On 2010-09-07 17:13, Joshua A. Andler wrote:
Yes, top posting is evil. :) It seems there are a number of new things, such as diffusion curves, gradient meshes, new curve types, hatching, and more which are being looked into for SVG 2.0. Previously, we've already run into an issue with someone creating a patch to do spiral (conical?) gradients in Inkscape that basically got the thumbs down for not being SVG compliant.
That's indeed an important issue. I am looking at fallbacks and trying to communicate with the W3C about this.
I think that we need to have a configure flag for diffusion curves and other proposed SVG 2.0 features (I seem to recall seeing someone bringing up the spiral gradients too as a thought, so maybe that patch could get integrated after the proposed config modification).
With a configure flag for these "proposed" SVG 2.0 features we can achieve the following. A) We can then figure out the best UI for an authoring tool of these features and not worry about that changing in the meantime. B) We won't run into the flowtext issue again since these features must manually be flagged at build time to be used at all. C) We don't risk breaking SVG compliance in Inkscape proper (aka normal builds) and can also show that these tools/features have use cases and have merit to be in SVG 2.0. D) We can help to figure out what the syntax should look like w/o being overly concerned with this changing over time (these features wouldn't really be for production, so backwards compatibility is far less of an issue). Thoughts?
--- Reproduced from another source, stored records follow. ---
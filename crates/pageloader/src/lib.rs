//! Page bitmap loading for the flip viewer.
//!
//! The render thread never waits on decoding. It asks [`PageImageLoader::peek`]
//! whether a page is ready and falls back to placeholder content otherwise.
//! Decoding happens on a worker pool owned by [`ThreadedPageLoader`]; callers
//! subscribe to completion through [`PageImageLoader::prefetch_around`] or
//! hold a [`PageRequest`] and poll it without blocking.
//!
//! ```text
//!   coordinator ── prefetch_around(i, on_ready) ──▶ job queue ──▶ workers
//!                                                              │ decode + rasterize
//!   render thread ◀── peek(i) ── PageCache ◀───────────────────┘
//!                                        └──▶ on_ready()
//! ```

mod cache;
mod error;
mod source;
mod threaded;

use std::sync::Arc;

use image::RgbaImage;

pub use error::LoadError;
pub use source::{PackSource, PageSource, SyntheticSource};
pub use threaded::{LoaderOptions, PageRequest, RequestStatus, ThreadedPageLoader};

/// Decoded page pixels shared between the loader cache and its consumers.
pub type PageBuffer = Arc<RgbaImage>;

/// Completion hook handed to `prefetch_around`. It runs on a loader worker
/// thread and must hop back to the coordination thread before touching any
/// shared state.
pub type ReadyCallback = Arc<dyn Fn() + Send + Sync>;

/// Request/callback contract the render controller relies on.
pub trait PageImageLoader: Send + Sync {
    /// Returns the cached pixels for `page` without blocking, if present.
    fn peek(&self, page: usize) -> Option<PageBuffer>;

    /// Schedules background decoding of the pages around `page` and invokes
    /// `on_ready` each time one of them becomes available.
    fn prefetch_around(&self, page: usize, on_ready: ReadyCallback);

    /// Sets the raster size future decodes are scaled to.
    fn set_target_raster_size(&self, width: u32, height: u32, scale: f32);
}

impl<T: PageImageLoader + ?Sized> PageImageLoader for Arc<T> {
    fn peek(&self, page: usize) -> Option<PageBuffer> {
        (**self).peek(page)
    }

    fn prefetch_around(&self, page: usize, on_ready: ReadyCallback) {
        (**self).prefetch_around(page, on_ready)
    }

    fn set_target_raster_size(&self, width: u32, height: u32, scale: f32) {
        (**self).set_target_raster_size(width, height, scale)
    }
}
I understand where you're coming from, but to me it doesn't feel quite right yet. What if standardization of SVG 2.0 takes another N years? We would then perhaps have several (advanced!) features in the code base that hardly ever get used (because you have to turn them on explicitly). Naturally this would come with all the usual maintenance nightmares of "dead" code. If you don't use it, you don't notice it's broken. And if people do use it a lot the whole point is gone.
Basically we WANT people to use this (and other) new feature(s), and perhaps even especially before they are standardized. But you're right we also do NOT want to run into trouble down the road when the standard is finalized. For now I hope some common sense, fallbacks and a lot of communication will help mitigate these problems, but I'd welcome any suggestions to further improve the situation.